Bánh bèo chén are delicate steamed rice cakes served in small ceramic or porcelain dishes (chén). These saucer-sized cakes are topped with finely chopped dried shrimp, crispy fried shallots, scallions, and mung bean paste, served with a side of sweet fish sauce (nước chấm). The name "bèo" refers to duckweed, which the cakes supposedly resemble floating on water. Each tiny cake should be eaten in one or two bites — they're meant to be popped, savored, and repeated.
Pagolac top-pick
Pagolac is the go-to for Central Vietnamese specialties in San Francisco, and their banh beo bowl is exceptional. The rice cakes have the ideal texture — set but still tender, with a slight wobble that speaks to the proper ratio of rice flour to water. The toppings are generous: a heap of crushed dried shrimp that's been rehydrated and sautéed until fragrant, crispy golden shallots, and scallion oil that slicks each cake with savory richness. They serve it with a well-balanced dipping sauce that's sweet, sour, and fish-saucy. The chipped ceramic dishes they come in add to the authentic feel.
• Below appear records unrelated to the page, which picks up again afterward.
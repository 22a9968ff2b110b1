//! ciboard-exporter - aggregation daemon with a scrape endpoint
//!
//! Runs the metrics aggregator as a singleton process and serves the
//! last published snapshot on `/metrics` in text exposition format. The
//! endpoint always answers from the last completed cycle, so a scrape
//! during an in-flight cycle sees a slightly older snapshot rather than
//! a partial one.

mod router;

pub use router::create_router;

use anyhow::{Context, Result};
use ciboard_core::metrics::{AggregatorConfig, MetricsAggregator};
use std::net::SocketAddr;
use std::path::PathBuf;
use std::time::Duration;
use tracing::info;

/// Configuration for the exporter process
#[derive(Debug, Clone)]
pub struct ExporterConfig {
    /// Directory where workers drop their metric shard files
    pub registry_dir: PathBuf,

    /// Port for the scrape endpoint
    pub port: u16,

    /// Pause between aggregation cycles
    pub cycle_interval: Duration,

    /// Bound on reading a single shard file
    pub shard_read_timeout: Duration,
}

impl ExporterConfig {
    pub fn new(registry_dir: impl Into<PathBuf>, port: u16) -> Self {
        Self {
            registry_dir: registry_dir.into(),
            port,
            cycle_interval: Duration::from_secs(15),
            shard_read_timeout: Duration::from_secs(2),
        }
    }
}

/// Run the aggregator and scrape endpoint until ctrl-c.
pub async fn run(config: ExporterConfig) -> Result<()> {
    let aggregator = MetricsAggregator::start(AggregatorConfig {
        registry_dir: config.registry_dir.clone(),
        cycle_interval: config.cycle_interval,
        shard_read_timeout: config.shard_read_timeout,
    });

    let router = create_router(aggregator.handle());
    let addr = SocketAddr::from(([0, 0, 0, 0], config.port));
    let listener = tokio::net::TcpListener::bind(addr)
        .await
        .with_context(|| format!("Failed to bind scrape endpoint on {}", addr))?;

    info!(%addr, registry = %config.registry_dir.display(), "Scrape endpoint listening");

    axum::serve(listener, router)
        .with_graceful_shutdown(shutdown_signal())
        .await
        .context("Scrape endpoint server error")?;

    // Let the in-flight aggregation cycle finish before exiting
    aggregator.stop().await;
    Ok(())
}

async fn shutdown_signal() {
    let _ = tokio::signal::ctrl_c().await;
    info!("Shutdown signal received");
}
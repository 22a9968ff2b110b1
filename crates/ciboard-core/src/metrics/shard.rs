//! Per-worker metrics shard
//!
//! A shard is owned and mutated by exactly one process. Counters and
//! histograms live in DashMaps (per-entry locking, cheap under concurrent
//! request handlers); `snapshot()` is safe to call while writers are
//! active and may reflect values in flight at the boundary. State is
//! in-memory only, so a restarted worker starts from zero and the
//! aggregator sees a fresh series, never a negative delta.

use crate::error::CoreError;
use crate::metrics::{
    is_valid_label_name, is_valid_metric_name, MetricSample, SampleKey, SampleValue, ShardFile,
    SHARD_FORMAT_VERSION,
};
use dashmap::DashMap;
use std::path::{Path, PathBuf};
use std::sync::Arc;
use std::time::Duration;
use tokio::sync::mpsc;
use tracing::{debug, info, warn};

/// Default histogram bucket bounds (seconds-scale latencies).
const DEFAULT_BUCKETS: &[f64] = &[
    0.005, 0.01, 0.025, 0.05, 0.1, 0.25, 0.5, 1.0, 2.5, 5.0, 10.0,
];

struct Histogram {
    bounds: Arc<Vec<f64>>,
    /// Per-bucket counts plus a final overflow slot.
    counts: Vec<u64>,
    sum: f64,
    count: u64,
}

impl Histogram {
    fn new(bounds: Arc<Vec<f64>>) -> Self {
        let slots = bounds.len() + 1;
        Self {
            bounds,
            counts: vec![0; slots],
            sum: 0.0,
            count: 0,
        }
    }

    fn record(&mut self, value: f64) {
        let idx = self.bounds.partition_point(|b| value > *b);
        self.counts[idx] += 1;
        self.sum += value;
        self.count += 1;
    }
}

/// Local metrics state for one worker process
pub struct MetricsShard {
    worker_id: String,
    counters: DashMap<SampleKey, u64>,
    histograms: DashMap<SampleKey, Histogram>,
    bucket_overrides: DashMap<String, Arc<Vec<f64>>>,
    default_bounds: Arc<Vec<f64>>,
}

impl MetricsShard {
    /// Create a shard with an explicit worker identity. The identity keys
    /// the shard's file in the registry directory, so it must be unique
    /// per live worker; characters outside `[A-Za-z0-9._-]` are replaced.
    pub fn new(worker_id: &str) -> Self {
        let worker_id: String = worker_id
            .chars()
            .map(|c| {
                if c.is_ascii_alphanumeric() || c == '.' || c == '_' || c == '-' {
                    c
                } else {
                    '-'
                }
            })
            .collect();

        Self {
            worker_id,
            counters: DashMap::new(),
            histograms: DashMap::new(),
            bucket_overrides: DashMap::new(),
            default_bounds: Arc::new(DEFAULT_BUCKETS.to_vec()),
        }
    }

    /// Shard identified by the current process id.
    pub fn for_process() -> Self {
        Self::new(&format!("worker-{}", std::process::id()))
    }

    pub fn worker_id(&self) -> &str {
        &self.worker_id
    }

    /// Use custom bucket bounds for a histogram name. Must be called
    /// before the first `observe` of that name to take effect.
    pub fn register_histogram(&self, name: &str, bounds: &[f64]) {
        self.bucket_overrides
            .insert(name.to_string(), Arc::new(bounds.to_vec()));
    }

    /// Increment a counter series by 1.
    pub fn increment(&self, name: &str, labels: &[(&str, &str)]) {
        self.increment_by(name, labels, 1);
    }

    /// Increment a counter series by `n`.
    pub fn increment_by(&self, name: &str, labels: &[(&str, &str)], n: u64) {
        if !self.check_series(name, labels) {
            return;
        }
        let key = SampleKey::new(name, labels);
        *self.counters.entry(key).or_insert(0) += n;
    }

    /// Record an observation into a histogram series.
    pub fn observe(&self, name: &str, labels: &[(&str, &str)], value: f64) {
        if !self.check_series(name, labels) {
            return;
        }
        if !value.is_finite() {
            warn!(name, value, "Dropping non-finite histogram observation");
            return;
        }
        let key = SampleKey::new(name, labels);
        let bounds = self.bounds_for(name);
        self.histograms
            .entry(key)
            .or_insert_with(|| Histogram::new(bounds))
            .record(value);
    }

    /// Ordered snapshot of all series. Safe concurrently with writers;
    /// a value incremented at the boundary may or may not be included.
    pub fn snapshot(&self) -> Vec<MetricSample> {
        let mut samples = Vec::with_capacity(self.counters.len() + self.histograms.len());

        for entry in self.counters.iter() {
            samples.push(MetricSample {
                name: entry.key().name.clone(),
                labels: entry.key().labels.clone(),
                value: SampleValue::Counter {
                    value: *entry.value(),
                },
            });
        }

        for entry in self.histograms.iter() {
            let h = entry.value();
            samples.push(MetricSample {
                name: entry.key().name.clone(),
                labels: entry.key().labels.clone(),
                value: SampleValue::Histogram {
                    bounds: h.bounds.as_ref().clone(),
                    counts: h.counts.clone(),
                    sum: h.sum,
                    count: h.count,
                },
            });
        }

        samples.sort_by(|a, b| (&a.name, &a.labels).cmp(&(&b.name, &b.labels)));
        samples
    }

    fn bounds_for(&self, name: &str) -> Arc<Vec<f64>> {
        self.bucket_overrides
            .get(name)
            .map(|b| Arc::clone(&b))
            .unwrap_or_else(|| Arc::clone(&self.default_bounds))
    }

    /// Metrics recording must never fail a request path: an invalid
    /// series is logged and dropped, leaving a gap the observability
    /// consumer can see.
    fn check_series(&self, name: &str, labels: &[(&str, &str)]) -> bool {
        if !is_valid_metric_name(name) {
            let e = CoreError::InvalidMetricName {
                name: name.to_string(),
            };
            warn!(error = %e, "Dropping sample");
            return false;
        }
        for (key, _) in labels {
            if !is_valid_label_name(key) {
                warn!(name, label = key, "Dropping sample with invalid label name");
                return false;
            }
        }
        true
    }
}

/// Write the shard's current snapshot into the registry directory.
///
/// The file is written to a temp sibling and renamed into place so the
/// aggregator never observes a torn document.
pub async fn write_shard_file(
    shard: &MetricsShard,
    registry_dir: &Path,
) -> Result<PathBuf, CoreError> {
    let file = ShardFile {
        version: SHARD_FORMAT_VERSION,
        worker_id: shard.worker_id().to_string(),
        pid: std::process::id(),
        written_at: chrono::Utc::now(),
        samples: shard.snapshot(),
    };

    let path = registry_dir.join(format!("{}.json", shard.worker_id()));
    let tmp = registry_dir.join(format!(".{}.json.tmp", shard.worker_id()));

    let json = serde_json::to_vec(&file).map_err(|e| CoreError::FileWrite {
        path: path.clone(),
        source: std::io::Error::other(e),
    })?;

    tokio::fs::write(&tmp, &json)
        .await
        .map_err(|source| CoreError::FileWrite {
            path: tmp.clone(),
            source,
        })?;
    tokio::fs::rename(&tmp, &path)
        .await
        .map_err(|source| CoreError::FileWrite {
            path: path.clone(),
            source,
        })?;

    debug!(path = %path.display(), samples = file.samples.len(), "Shard flushed");
    Ok(path)
}

/// Configuration for the background shard writer
#[derive(Debug, Clone)]
pub struct ShardWriterConfig {
    /// How often the shard snapshot is persisted to the registry
    pub flush_interval: Duration,
}

impl Default for ShardWriterConfig {
    fn default() -> Self {
        Self {
            flush_interval: Duration::from_secs(10),
        }
    }
}

/// Background task that periodically persists a shard to the registry
/// directory; a final flush runs on graceful shutdown.
pub struct ShardWriter {
    shutdown_tx: mpsc::Sender<()>,
    path: PathBuf,
}

impl ShardWriter {
    /// Start flushing `shard` into `registry_dir`.
    pub fn start(
        shard: Arc<MetricsShard>,
        registry_dir: &Path,
        config: ShardWriterConfig,
    ) -> Result<Self, CoreError> {
        std::fs::create_dir_all(registry_dir).map_err(|source| CoreError::FileWrite {
            path: registry_dir.to_path_buf(),
            source,
        })?;

        let (shutdown_tx, mut shutdown_rx) = mpsc::channel::<()>(1);
        let path = registry_dir.join(format!("{}.json", shard.worker_id()));
        let dir = registry_dir.to_path_buf();

        info!(
            worker_id = shard.worker_id(),
            dir = %dir.display(),
            "Shard writer started"
        );

        tokio::spawn(async move {
            let mut interval = tokio::time::interval(config.flush_interval);
            interval.set_missed_tick_behavior(tokio::time::MissedTickBehavior::Delay);
            // The first tick fires immediately; skip it so a fresh worker
            // does not publish an empty shard before serving anything.
            interval.tick().await;

            loop {
                tokio::select! {
                    _ = interval.tick() => {
                        if let Err(e) = write_shard_file(&shard, &dir).await {
                            warn!(error = %e, "Shard flush failed");
                        }
                    }
                    _ = shutdown_rx.recv() => {
                        if let Err(e) = write_shard_file(&shard, &dir).await {
                            warn!(error = %e, "Final shard flush failed");
                        }
                        info!("Shard writer shutting down");
                        break;
                    }
                }
            }
        });

        Ok(Self { shutdown_tx, path })
    }

    /// Registry path this writer flushes to.
    pub fn path(&self) -> &Path {
        &self.path
    }

    /// Flush once more and stop the background task.
    pub async fn stop(&self) {
        let _ = self.shutdown_tx.send(()).await;
    }
}

#[cfg(test)]
mod tests {
    use super::*;
    use tempfile::tempdir;

    #[test]
    fn test_counter_increments() {
        let shard = MetricsShard::new("w1");
        shard.increment("requests_total", &[("route", "/origins")]);
        shard.increment("requests_total", &[("route", "/origins")]);
        shard.increment("requests_total", &[("route", "/builds")]);

        let samples = shard.snapshot();
        assert_eq!(samples.len(), 2);
        // Sorted by label set: /builds before /origins
        assert_eq!(samples[0].value, SampleValue::Counter { value: 1 });
        assert_eq!(samples[1].value, SampleValue::Counter { value: 2 });
    }

    #[test]
    fn test_snapshot_is_ordered() {
        let shard = MetricsShard::new("w1");
        shard.increment("b_total", &[]);
        shard.increment("a_total", &[]);

        let samples = shard.snapshot();
        assert_eq!(samples[0].name, "a_total");
        assert_eq!(samples[1].name, "b_total");
    }

    #[test]
    fn test_histogram_buckets() {
        let shard = MetricsShard::new("w1");
        shard.register_histogram("query_seconds", &[0.1, 1.0]);
        shard.observe("query_seconds", &[], 0.05);
        shard.observe("query_seconds", &[], 0.5);
        shard.observe("query_seconds", &[], 5.0);
        // Boundary value lands in its bucket, not the next
        shard.observe("query_seconds", &[], 0.1);

        let samples = shard.snapshot();
        assert_eq!(samples.len(), 1);
        match &samples[0].value {
            SampleValue::Histogram {
                bounds,
                counts,
                sum,
                count,
            } => {
                assert_eq!(bounds, &vec![0.1, 1.0]);
                assert_eq!(counts, &vec![2, 1, 1]);
                assert_eq!(*count, 4);
                assert!((sum - 5.65).abs() < 1e-9);
            }
            other => panic!("expected histogram, got {:?}", other),
        }
    }

    #[test]
    fn test_invalid_name_dropped() {
        let shard = MetricsShard::new("w1");
        shard.increment("not a name", &[]);
        shard.observe("9bad", &[], 1.0);
        assert!(shard.snapshot().is_empty());
    }

    #[test]
    fn test_worker_id_sanitized() {
        let shard = MetricsShard::new("web/worker 3");
        assert_eq!(shard.worker_id(), "web-worker-3");
    }

    #[tokio::test]
    async fn test_write_shard_file_roundtrip() {
        let dir = tempdir().unwrap();
        let shard = MetricsShard::new("w1");
        shard.increment("requests_total", &[("route", "/origins")]);

        let path = write_shard_file(&shard, dir.path()).await.unwrap();
        assert_eq!(path.file_name().unwrap(), "w1.json");

        let raw = std::fs::read(&path).unwrap();
        let file: ShardFile = serde_json::from_slice(&raw).unwrap();
        file.validate().unwrap();
        assert_eq!(file.worker_id, "w1");
        assert_eq!(file.samples.len(), 1);

        // No temp file left behind
        assert_eq!(std::fs::read_dir(dir.path()).unwrap().count(), 1);
    }

    #[tokio::test]
    async fn test_shard_writer_final_flush_on_stop() {
        let dir = tempdir().unwrap();
        let shard = Arc::new(MetricsShard::new("w2"));
        let writer = ShardWriter::start(
            Arc::clone(&shard),
            dir.path(),
            ShardWriterConfig {
                flush_interval: Duration::from_secs(3600),
            },
        )
        .unwrap();

        shard.increment("requests_total", &[]);
        writer.stop().await;

        // Give the task a beat to process the shutdown flush
        tokio::time::sleep(Duration::from_millis(200)).await;

        let raw = std::fs::read(writer.path()).unwrap();
        let file: ShardFile = serde_json::from_slice(&raw).unwrap();
        assert_eq!(file.samples.len(), 1);
    }
}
An order of 10 cakes will disappear embarrassingly fast.
Lers Ros best-value
Lers Ros is mainly known for its Thai food, but they share a Vietnamese culinary DNA that makes their banh beo a pleasant surprise. Their version leans slightly sweeter than the purist Central Vietnamese preparation, with a notably silky rice cake that's thinner and more delicate. The shrimp topping is ground almost to a powder, creating a fine savory dust that clings to the glossy cakes. The dipping sauce here has a sharper vinegar bite, which cuts through the richness nicely. It's not the most traditional version in SF, but it's one of the most carefully executed.
Dong Que hidden-gem
Dong Que offers a no-frills, utterly satisfying banh beo experience. The cakes here are slightly thicker than at Pagolac, giving them more chew, and the mung bean paste layer is applied with a generous hand. What sets Dong Que apart is the quality of their fried shallots — they're always impossibly crispy and fragrant, adding a nutty, savory crunch to each bite. The shrimp topping is coarsely chopped rather than powdered, giving each mouthful textural variety. This is the version you want when you're craving the comfort-food side of banh beo rather than the refined version.